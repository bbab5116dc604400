//! Adapter traits for the external collaborators.
//!
//! Each adapter is an `async` trait object behind `Arc`; implementations
//! live in the `adapters` crate, in-memory mocks in `testing`.

use crate::types::{ApiKey, Document, DriveFile, ExtractedText};
use async_trait::async_trait;
use errors::DriveError;
use std::sync::Arc;

/// Lists and uploads PDF files on behalf of the signed-in user.
///
/// Both operations return records bearing at minimum `id`, `name` and a
/// viewer URL. Authentication is the [`Authenticator`]'s concern; an
/// instance of this trait is ready to use as handed out.
#[async_trait]
pub trait DriveService: Send + Sync + std::fmt::Debug {
    type Error;

    async fn list_pdfs(&self) -> Result<Vec<DriveFile>, Self::Error>;

    async fn upload_pdf(&self, name: &str, bytes: Vec<u8>) -> Result<DriveFile, Self::Error>;
}

/// A ready-to-use Drive adapter as produced by sign-in.
pub type SharedDrive = Arc<dyn DriveService<Error = DriveError>>;

/// Produces raw text for a document, tagged with the document id it was
/// extracted for.
#[async_trait]
pub trait TextExtractor: Send + Sync {
    type Error;

    async fn extract(&self, document: &Document) -> Result<ExtractedText, Self::Error>;
}

/// Single request/response call to a hosted language-model summarization
/// endpoint. The credential is passed per call.
#[async_trait]
pub trait Summarizer: Send + Sync {
    type Error;

    async fn generate(&self, text: &str, credential: &ApiKey) -> Result<String, Self::Error>;
}

/// Durable, origin-scoped key/value persistence for the summarization
/// credential. Read on demand; no expiry or validation of the stored
/// value.
#[async_trait]
pub trait CredentialStore: Send + Sync {
    type Error;

    async fn load(&self) -> Result<Option<ApiKey>, Self::Error>;

    async fn store(&self, key: &ApiKey) -> Result<(), Self::Error>;
}

/// Authentication collaborator. Completion of `sign_in` implies a
/// ready-to-use Drive adapter becomes available.
#[async_trait]
pub trait Authenticator: Send + Sync {
    type Error;

    async fn sign_in(&self) -> Result<SharedDrive, Self::Error>;
}
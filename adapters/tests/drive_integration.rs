use adapters::GoogleDriveClient;
use config::DriveConfig;
use errors::DriveError;
use pd_core::traits::DriveService;
use wiremock::matchers::{header, method, path, query_param};
use wiremock::{Mock, MockServer, ResponseTemplate};

fn config_for(server: &MockServer) -> DriveConfig {
    DriveConfig {
        base_url: format!("{}/drive/v3", server.uri()),
        upload_base_url: format!("{}/upload/drive/v3", server.uri())
    }
}

#[tokio::test]
async fn list_pdfs_queries_and_validates() {
    let server = MockServer::start().await;
    Mock::given(method("GET"))
        .and(path("/drive/v3/files"))
        .and(query_param("q", "mimeType='application/pdf' and trashed=false"))
        .and(header("authorization", "Bearer token-1"))
        .respond_with(ResponseTemplate::new(200).set_body_json(serde_json::json!({
            "files": [
                { "id": "a", "name": "A.pdf", "mimeType": "application/pdf", "webViewLink": "u1" },
                { "id": "b", "name": "B.pdf", "mimeType": "application/pdf", "webViewLink": "u2" }
            ]
        })))
        .expect(1)
        .mount(&server)
        .await;

    let client = GoogleDriveClient::from_config("token-1", &config_for(&server));
    let files = client.list_pdfs().await.unwrap();

    assert_eq!(files.len(), 2);
    assert_eq!(files[0].id, "a");
    assert_eq!(files[1].web_view_link, "u2");
}

#[tokio::test]
async fn list_pdfs_rejects_record_missing_fields() {
    let server = MockServer::start().await;
    Mock::given(method("GET"))
        .and(path("/drive/v3/files"))
        .respond_with(ResponseTemplate::new(200).set_body_json(serde_json::json!({
            "files": [ { "id": "a", "name": "A.pdf" } ]
        })))
        .mount(&server)
        .await;

    let client = GoogleDriveClient::from_config("token-1", &config_for(&server));
    let err = client.list_pdfs().await.unwrap_err();
    assert!(matches!(err, DriveError::InvalidRecord { .. }));
}

#[tokio::test]
async fn list_pdfs_surfaces_api_errors() {
    let server = MockServer::start().await;
    Mock::given(method("GET"))
        .and(path("/drive/v3/files"))
        .respond_with(ResponseTemplate::new(403).set_body_string("quota exceeded"))
        .mount(&server)
        .await;

    let client = GoogleDriveClient::from_config("token-1", &config_for(&server));
    match client.list_pdfs().await.unwrap_err() {
        DriveError::Api { status, body } => {
            assert_eq!(status, 403);
            assert_eq!(body, "quota exceeded");
        }
        other => panic!("unexpected error: {:?}", other)
    }
}

#[tokio::test]
async fn list_pdfs_with_empty_listing() {
    let server = MockServer::start().await;
    Mock::given(method("GET"))
        .and(path("/drive/v3/files"))
        .respond_with(ResponseTemplate::new(200).set_body_json(serde_json::json!({})))
        .mount(&server)
        .await;

    let client = GoogleDriveClient::from_config("token-1", &config_for(&server));
    assert!(client.list_pdfs().await.unwrap().is_empty());
}

#[tokio::test]
async fn upload_pdf_is_multipart_related() {
    let server = MockServer::start().await;
    Mock::given(method("POST"))
        .and(path("/upload/drive/v3/files"))
        .and(query_param("uploadType", "multipart"))
        .and(header("authorization", "Bearer token-1"))
        .respond_with(ResponseTemplate::new(200).set_body_json(serde_json::json!({
            "id": "new-1",
            "name": "paper.pdf",
            "mimeType": "application/pdf",
            "webViewLink": "https://drive.example/new-1"
        })))
        .expect(1)
        .mount(&server)
        .await;

    let client = GoogleDriveClient::from_config("token-1", &config_for(&server));
    let file = client
        .upload_pdf("paper.pdf", b"%PDF-1.4".to_vec())
        .await
        .unwrap();

    assert_eq!(file.id, "new-1");
    assert_eq!(file.name, "paper.pdf");

    let requests = server.received_requests().await.unwrap();
    let upload = &requests[0];
    let content_type = upload
        .headers
        .get("content-type")
        .expect("upload has content type")
        .to_str()
        .unwrap();
    assert!(content_type.starts_with("multipart/related; boundary="));
    let body = String::from_utf8_lossy(&upload.body);
    assert!(body.contains("\"name\":\"paper.pdf\""));
    assert!(body.contains("%PDF-1.4"));
}

#[tokio::test]
async fn upload_failure_surfaces_api_error() {
    let server = MockServer::start().await;
    Mock::given(method("POST"))
        .and(path("/upload/drive/v3/files"))
        .respond_with(ResponseTemplate::new(500).set_body_string("boom"))
        .mount(&server)
        .await;

    let client = GoogleDriveClient::from_config("token-1", &config_for(&server));
    let err = client
        .upload_pdf("paper.pdf", b"%PDF-1.4".to_vec())
        .await
        .unwrap_err();
    assert!(matches!(err, DriveError::Api { status: 500, .. }));
}
use errors::AuthError;
use pd_core::types::{ApiKey, DocumentId};
use session::{App, AppPhase, Dashboard};
use std::sync::Arc;
use summarize::{FlowState, GenerationOutcome};
use testing::{
    MemoryCredentialStore, MockAuthenticator, MockDriveService, MockExtractor, MockSummarizer,
    drive_file, pdf_bytes
};

fn app_with(authenticator: Arc<MockAuthenticator>, summarizer: Arc<MockSummarizer>) -> App {
    App::new(
        authenticator,
        summarizer,
        Arc::new(MockExtractor::new()),
        Arc::new(MemoryCredentialStore::empty())
    )
}

async fn signed_in_dashboard(
    files: Vec<pd_core::types::DriveFile>,
    summarizer: Arc<MockSummarizer>
) -> (Arc<Dashboard>, Arc<MockDriveService>) {
    let drive = Arc::new(MockDriveService::new(files));
    let authenticator = Arc::new(MockAuthenticator::with_drive(drive.clone()));
    let app = app_with(authenticator, summarizer);
    let dashboard = app.sign_in().await.unwrap();
    (dashboard, drive)
}

#[tokio::test]
async fn app_starts_signed_out() {
    let drive = Arc::new(MockDriveService::empty());
    let app = app_with(
        Arc::new(MockAuthenticator::with_drive(drive)),
        Arc::new(MockSummarizer::new("s"))
    );

    assert_eq!(app.phase().await, AppPhase::SignedOut);
    assert!(app.dashboard().await.is_none());
    assert!(app.last_sign_in_failure().await.is_none());
}

#[tokio::test]
async fn sign_in_brings_up_dashboard_with_initial_sync() {
    let (dashboard, drive) = signed_in_dashboard(
        vec![drive_file("a", "A.pdf", "u1"), drive_file("b", "B.pdf", "u2")],
        Arc::new(MockSummarizer::new("s"))
    )
    .await;

    let documents = dashboard.documents().await;
    assert_eq!(documents.len(), 2);
    assert_eq!(
        drive.list_calls.load(std::sync::atomic::Ordering::SeqCst),
        1
    );
}

#[tokio::test]
async fn popup_blocked_keeps_app_signed_out_with_remediation() {
    let authenticator = Arc::new(MockAuthenticator::failing(|| AuthError::PopupBlocked {
        reason: "browser refused to open".to_string()
    }));
    let app = app_with(authenticator, Arc::new(MockSummarizer::new("s")));

    assert!(app.sign_in().await.is_err());
    assert_eq!(app.phase().await, AppPhase::SignedOut);
    assert!(app.dashboard().await.is_none());

    let failure = app.last_sign_in_failure().await.unwrap();
    assert!(failure.message.contains("blocked"));
    assert!(failure.remediation.unwrap().contains("pop-ups"));
}

#[tokio::test]
async fn plain_sign_in_failure_has_no_remediation() {
    let authenticator = Arc::new(MockAuthenticator::failing(|| AuthError::Failed {
        reason: "network down".to_string()
    }));
    let app = app_with(authenticator, Arc::new(MockSummarizer::new("s")));

    assert!(app.sign_in().await.is_err());
    let failure = app.last_sign_in_failure().await.unwrap();
    assert!(failure.remediation.is_none());
}

#[tokio::test]
async fn retry_after_failure_succeeds() {
    let authenticator = Arc::new(MockAuthenticator::failing(|| AuthError::Failed {
        reason: "transient".to_string()
    }));
    let app = app_with(authenticator.clone(), Arc::new(MockSummarizer::new("s")));

    assert!(app.sign_in().await.is_err());

    let drive = Arc::new(MockDriveService::empty());
    authenticator.succeed_with(drive).await;
    app.sign_in().await.unwrap();

    assert_eq!(app.phase().await, AppPhase::SignedIn);
    assert!(app.last_sign_in_failure().await.is_none());
}

#[tokio::test]
async fn note_intents_target_the_selection() {
    let (dashboard, _drive) = signed_in_dashboard(
        vec![drive_file("a", "A.pdf", "u1"), drive_file("b", "B.pdf", "u2")],
        Arc::new(MockSummarizer::new("s"))
    )
    .await;

    // No selection yet: note intents are no-ops.
    assert!(dashboard.add_note("ignored").await.is_none());

    dashboard.select(&DocumentId::new("a")).await;
    let first = dashboard.add_note("hello").await.unwrap();
    dashboard.add_note("world").await.unwrap();
    dashboard.delete_note(&first).await;

    let selected = dashboard.selected().await.unwrap();
    let contents: Vec<_> = selected.notes.iter().map(|n| n.content.as_str()).collect();
    assert_eq!(contents, vec!["world"]);

    // Notes landed on "a", not "b".
    let documents = dashboard.documents().await;
    assert!(documents[1].notes.is_empty());
}

#[tokio::test]
async fn edit_summary_without_selection_is_a_noop() {
    let (dashboard, _drive) = signed_in_dashboard(
        vec![drive_file("a", "A.pdf", "u1")],
        Arc::new(MockSummarizer::new("s"))
    )
    .await;

    dashboard.edit_summary("ignored").await;
    assert!(dashboard.documents().await[0].summary.is_empty());

    dashboard.select(&DocumentId::new("a")).await;
    dashboard.edit_summary("manual summary").await;
    assert_eq!(dashboard.selected().await.unwrap().summary, "manual summary");
}

#[tokio::test]
async fn upload_selects_the_new_document() {
    let (dashboard, _drive) =
        signed_in_dashboard(vec![], Arc::new(MockSummarizer::new("s"))).await;

    dashboard.upload("paper.pdf", pdf_bytes()).await.unwrap();
    assert_eq!(dashboard.selected().await.unwrap().name, "paper.pdf");
}

#[tokio::test]
async fn generation_flow_end_to_end() {
    let summarizer = Arc::new(MockSummarizer::new("generated summary"));
    let (dashboard, _drive) = signed_in_dashboard(
        vec![drive_file("a", "A.pdf", "u1")],
        summarizer.clone()
    )
    .await;

    dashboard.select(&DocumentId::new("a")).await;

    // Nothing extracted yet: generation is a no-op.
    let outcome = dashboard.generate_summary().await.unwrap();
    assert_eq!(outcome, GenerationOutcome::NoExtractedText);
    assert_eq!(summarizer.call_count().await, 0);

    assert!(dashboard.extract_selected().await.unwrap());

    // No credential stored: the flow parks and makes no adapter call.
    assert!(!dashboard.has_credential().await);
    let outcome = dashboard.generate_summary().await.unwrap();
    assert_eq!(outcome, GenerationOutcome::AwaitingCredential);
    assert_eq!(dashboard.summary_state().await, FlowState::AwaitingCredential);
    assert_eq!(summarizer.call_count().await, 0);

    // Submitting the credential re-enters the flow: exactly one call.
    let outcome = dashboard
        .submit_credential(ApiKey::new("key1"))
        .await
        .unwrap();
    assert_eq!(outcome, GenerationOutcome::Generated);
    assert_eq!(summarizer.call_count().await, 1);
    assert_eq!(
        dashboard.selected().await.unwrap().summary,
        "generated summary"
    );
    assert_eq!(dashboard.summary_state().await, FlowState::Idle);
}

#[tokio::test]
async fn extraction_failure_leaves_buffer_unchanged() {
    let extractor = Arc::new(MockExtractor::new());
    let drive = Arc::new(MockDriveService::new(vec![drive_file("a", "A.pdf", "u1")]));
    let app = App::new(
        Arc::new(MockAuthenticator::with_drive(drive)),
        Arc::new(MockSummarizer::new("s")),
        extractor.clone(),
        Arc::new(MemoryCredentialStore::empty())
    );
    let dashboard = app.sign_in().await.unwrap();

    dashboard.select(&DocumentId::new("a")).await;
    extractor.fail(true);
    assert!(dashboard.extract_selected().await.is_err());

    // Still no text, so generation is a no-op.
    let outcome = dashboard.generate_summary().await.unwrap();
    assert_eq!(outcome, GenerationOutcome::NoExtractedText);
}

#[tokio::test]
async fn extract_without_selection_reports_false() {
    let (dashboard, _drive) =
        signed_in_dashboard(vec![drive_file("a", "A.pdf", "u1")], Arc::new(MockSummarizer::new("s")))
            .await;

    assert!(!dashboard.extract_selected().await.unwrap());
}

#[tokio::test]
async fn initial_sync_failure_is_not_fatal() {
    let drive = Arc::new(MockDriveService::empty());
    drive.fail_listing(true);
    let app = app_with(
        Arc::new(MockAuthenticator::with_drive(drive.clone())),
        Arc::new(MockSummarizer::new("s"))
    );

    let dashboard = app.sign_in().await.unwrap();
    assert_eq!(app.phase().await, AppPhase::SignedIn);
    assert!(dashboard.documents().await.is_empty());

    // The user retries once Drive recovers.
    drive.fail_listing(false);
    drive.set_files(vec![drive_file("a", "A.pdf", "u1")]).await;
    dashboard.refresh().await.unwrap();
    assert_eq!(dashboard.documents().await.len(), 1);
}
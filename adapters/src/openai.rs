//! Chat-completions summarization adapter.

use async_trait::async_trait;
use config::SummarizerConfig;
use errors::SummarizeError;
use pd_core::traits::Summarizer;
use pd_core::types::ApiKey;
use serde::Deserialize;

const SYSTEM_PROMPT: &str = "You summarize PDF documents. Produce a concise summary of the \
                             document text you are given, keeping the key points and \
                             conclusions.";

pub struct OpenAiSummarizer {
    client: reqwest::Client,
    base_url: String,
    model: String
}

impl OpenAiSummarizer {
    pub fn new(config: &SummarizerConfig) -> Self {
        Self {
            client: reqwest::Client::new(),
            base_url: config.base_url.trim_end_matches('/').to_string(),
            model: config.model.clone()
        }
    }
}

#[derive(Debug, Deserialize)]
struct ChatResponse {
    #[serde(default)]
    choices: Vec<Choice>
}

#[derive(Debug, Deserialize)]
struct Choice {
    message: ChoiceMessage
}

#[derive(Debug, Deserialize)]
struct ChoiceMessage {
    content: Option<String>
}

fn network(e: reqwest::Error) -> SummarizeError {
    SummarizeError::Network {
        reason: e.to_string()
    }
}

#[async_trait]
impl Summarizer for OpenAiSummarizer {
    type Error = SummarizeError;

    async fn generate(&self, text: &str, credential: &ApiKey) -> Result<String, Self::Error> {
        let body = serde_json::json!({
            "model": self.model,
            "messages": [
                { "role": "system", "content": SYSTEM_PROMPT },
                { "role": "user", "content": text }
            ]
        });

        let response = self
            .client
            .post(format!("{}/v1/chat/completions", self.base_url))
            .bearer_auth(credential.as_str())
            .json(&body)
            .send()
            .await
            .map_err(network)?;

        let status = response.status();
        let body = response.text().await.map_err(network)?;
        if !status.is_success() {
            return Err(SummarizeError::Api {
                status: status.as_u16(),
                body
            });
        }

        let parsed: ChatResponse =
            serde_json::from_str(&body).map_err(|_| SummarizeError::EmptyResponse)?;
        let content = parsed
            .choices
            .into_iter()
            .next()
            .and_then(|c| c.message.content)
            .map(|c| c.trim().to_string())
            .filter(|c| !c.is_empty())
            .ok_or(SummarizeError::EmptyResponse)?;

        Ok(content)
    }
}
//! # Environment Variable Loader
//!
//! Loads configuration from environment variables following 12-factor app
//! principles. Values override defaults and file-loaded settings.
//!
//! # Naming Convention
//! - `PD_LOG_LEVEL`: Logging level (trace/debug/info/warn/error)
//! - `PD_DRIVE_BASE_URL` / `PD_DRIVE_UPLOAD_BASE_URL`: Drive endpoints
//! - `PD_SUMMARIZER_BASE_URL` / `PD_SUMMARIZER_MODEL`: Summarization
//!   endpoint and model
//! - `PD_OAUTH_CLIENT_ID` / `PD_OAUTH_CLIENT_SECRET`: OAuth client
//! - `PD_OAUTH_REDIRECT_PORT`: Fixed loopback port for the redirect
//!   listener

use crate::config::AppConfig;
use std::env;

/// Apply `PD_*` environment overrides on top of the given configuration.
pub fn apply_env(mut config: AppConfig) -> AppConfig {
    if let Ok(level) = env::var("PD_LOG_LEVEL") {
        config.observability.logging_level = level;
    }
    if let Ok(url) = env::var("PD_DRIVE_BASE_URL") {
        config.drive.base_url = url;
    }
    if let Ok(url) = env::var("PD_DRIVE_UPLOAD_BASE_URL") {
        config.drive.upload_base_url = url;
    }
    if let Ok(url) = env::var("PD_SUMMARIZER_BASE_URL") {
        config.summarizer.base_url = url;
    }
    if let Ok(model) = env::var("PD_SUMMARIZER_MODEL") {
        config.summarizer.model = model;
    }
    if let Ok(id) = env::var("PD_OAUTH_CLIENT_ID") {
        config.auth.client_id = id;
    }
    if let Ok(secret) = env::var("PD_OAUTH_CLIENT_SECRET") {
        config.auth.client_secret = secret;
    }
    if let Ok(port) = env::var("PD_OAUTH_REDIRECT_PORT") {
        match port.parse::<u16>() {
            Ok(port) => config.auth.redirect_port = Some(port),
            Err(_) => {
                tracing::warn!(value = %port, "Ignoring unparsable PD_OAUTH_REDIRECT_PORT")
            }
        }
    }

    config
}

/// Load configuration from environment variables over the defaults.
pub fn load_from_env() -> AppConfig {
    apply_env(AppConfig::default())
}
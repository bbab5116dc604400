//! # Configuration File Loading
//!
//! Loads configuration from TOML or YAML files.
//!
//! Supports automatic format detection based on file extension.

use crate::config::AppConfig;
use std::path::Path;

/// Configuration file loading error.
#[derive(Debug, thiserror::Error)]
pub enum ConfigFileError {
    #[error("File not found: {0}")]
    FileNotFound(String),

    #[error("IO error: {0}")]
    Io(#[from] std::io::Error),

    #[error("Failed to parse TOML: {0}")]
    TomlParse(String),

    #[error("Failed to parse YAML: {0}")]
    YamlParse(String),

    #[error("Config file has no extension")]
    NoExtension,

    #[error("Unsupported config file format: {0}")]
    UnsupportedFormat(String)
}

/// Load configuration from a TOML file.
pub fn load_from_toml(path: &Path) -> Result<AppConfig, ConfigFileError> {
    let contents = std::fs::read_to_string(path)
        .map_err(|_e| ConfigFileError::FileNotFound(path.display().to_string()))?;

    let config: AppConfig =
        toml::from_str(&contents).map_err(|e| ConfigFileError::TomlParse(e.to_string()))?;

    Ok(config)
}

/// Load configuration from a YAML file.
pub fn load_from_yaml(path: &Path) -> Result<AppConfig, ConfigFileError> {
    let contents = std::fs::read_to_string(path)
        .map_err(|_e| ConfigFileError::FileNotFound(path.display().to_string()))?;

    let config: AppConfig =
        serde_yaml::from_str(&contents).map_err(|e| ConfigFileError::YamlParse(e.to_string()))?;

    Ok(config)
}

/// Load configuration from a file, detecting the format from its
/// extension (`.toml`, `.yaml`, `.yml`).
pub fn load_from_file(path: &Path) -> Result<AppConfig, ConfigFileError> {
    let extension = path
        .extension()
        .and_then(|s| s.to_str())
        .ok_or(ConfigFileError::NoExtension)?;

    match extension.to_lowercase().as_str() {
        "toml" => load_from_toml(path),
        "yaml" | "yml" => load_from_yaml(path),
        other => Err(ConfigFileError::UnsupportedFormat(other.to_string()))
    }
}
//! Top-level application switch.

use crate::dashboard::Dashboard;
use errors::{AuthError, CredentialError, ExtractError, SummarizeError};
use pd_core::traits::{Authenticator, CredentialStore, Summarizer, TextExtractor};
use std::sync::Arc;
use tokio::sync::RwLock;

/// Where the top-level presentation switch currently is.
#[derive(Debug, Clone, Copy, PartialEq, Eq, Default)]
pub enum AppPhase {
    #[default]
    SignedOut,
    /// Sign-in is in flight; the switch shows a loading state.
    SigningIn,
    SignedIn
}

/// Snapshot of the last sign-in failure for the signed-out view.
#[derive(Debug, Clone)]
pub struct SignInFailure {
    pub message: String,
    /// Concrete steps for the user, present for the blocked-window case.
    pub remediation: Option<&'static str>
}

impl From<&AuthError> for SignInFailure {
    fn from(error: &AuthError) -> Self {
        Self {
            message: error.to_string(),
            remediation: error.remediation()
        }
    }
}

/// Wires the authentication collaborator to the dashboard. Until sign-in
/// completes there is no Drive adapter and therefore no dashboard.
pub struct App {
    authenticator: Arc<dyn Authenticator<Error = AuthError>>,
    summarizer: Arc<dyn Summarizer<Error = SummarizeError>>,
    extractor: Arc<dyn TextExtractor<Error = ExtractError>>,
    credentials: Arc<dyn CredentialStore<Error = CredentialError>>,
    phase: RwLock<AppPhase>,
    last_failure: RwLock<Option<SignInFailure>>,
    dashboard: RwLock<Option<Arc<Dashboard>>>
}

impl App {
    pub fn new(
        authenticator: Arc<dyn Authenticator<Error = AuthError>>,
        summarizer: Arc<dyn Summarizer<Error = SummarizeError>>,
        extractor: Arc<dyn TextExtractor<Error = ExtractError>>,
        credentials: Arc<dyn CredentialStore<Error = CredentialError>>
    ) -> Self {
        Self {
            authenticator,
            summarizer,
            extractor,
            credentials,
            phase: RwLock::new(AppPhase::SignedOut),
            last_failure: RwLock::new(None),
            dashboard: RwLock::new(None)
        }
    }

    pub async fn phase(&self) -> AppPhase {
        *self.phase.read().await
    }

    pub async fn dashboard(&self) -> Option<Arc<Dashboard>> {
        self.dashboard.read().await.clone()
    }

    pub async fn last_sign_in_failure(&self) -> Option<SignInFailure> {
        self.last_failure.read().await.clone()
    }

    /// Drives the authentication collaborator. On success the dashboard
    /// comes up and performs its initial Drive sync (a sync failure is
    /// logged, not fatal: the user can refresh). On failure the app stays
    /// signed out and keeps the failure for display.
    #[tracing::instrument(skip(self))]
    pub async fn sign_in(&self) -> Result<Arc<Dashboard>, AuthError> {
        *self.phase.write().await = AppPhase::SigningIn;
        *self.last_failure.write().await = None;

        let drive = match self.authenticator.sign_in().await {
            Ok(drive) => drive,
            Err(e) => {
                tracing::error!(error = %e, "Sign-in failed");
                *self.last_failure.write().await = Some(SignInFailure::from(&e));
                *self.phase.write().await = AppPhase::SignedOut;
                return Err(e);
            }
        };

        let dashboard = Arc::new(
            Dashboard::new(
                drive,
                Arc::clone(&self.summarizer),
                Arc::clone(&self.extractor),
                Arc::clone(&self.credentials)
            )
            .await
        );

        if let Err(e) = dashboard.refresh().await {
            tracing::warn!(error = %e, "Initial Drive sync failed");
        }

        *self.dashboard.write().await = Some(Arc::clone(&dashboard));
        *self.phase.write().await = AppPhase::SignedIn;
        Ok(dashboard)
    }
}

Activity >> Reproduce the material above exactly, beginning at its first line and ending with the line that holds "hosted language-model summarization". Include nothing else.

Response for this exercise >>
repository bbab5116dc604400
//! Adapter traits for the external collaborators.
//!
//! Each adapter is an `async` trait object behind `Arc`; implementations
//! live in the `adapters` crate, in-memory mocks in `testing`.

use crate::types::{ApiKey, Document, DriveFile, ExtractedText};
use async_trait::async_trait;
use errors::DriveError;
use std::sync::Arc;

/// Lists and uploads PDF files on behalf of the signed-in user.
///
/// Both operations return records bearing at minimum `id`, `name` and a
/// viewer URL. Authentication is the [`Authenticator`]'s concern; an
/// instance of this trait is ready to use as handed out.
#[async_trait]
pub trait DriveService: Send + Sync + std::fmt::Debug {
    type Error;

    async fn list_pdfs(&self) -> Result<Vec<DriveFile>, Self::Error>;

    async fn upload_pdf(&self, name: &str, bytes: Vec<u8>) -> Result<DriveFile, Self::Error>;
}

/// A ready-to-use Drive adapter as produced by sign-in.
pub type SharedDrive = Arc<dyn DriveService<Error = DriveError>>;

/// Produces raw text for a document, tagged with the document id it was
/// extracted for.
#[async_trait]
pub trait TextExtractor: Send + Sync {
    type Error;

    async fn extract(&self, document: &Document) -> Result<ExtractedText, Self::Error>;
}

/// Single request/response call to a hosted language-model summarization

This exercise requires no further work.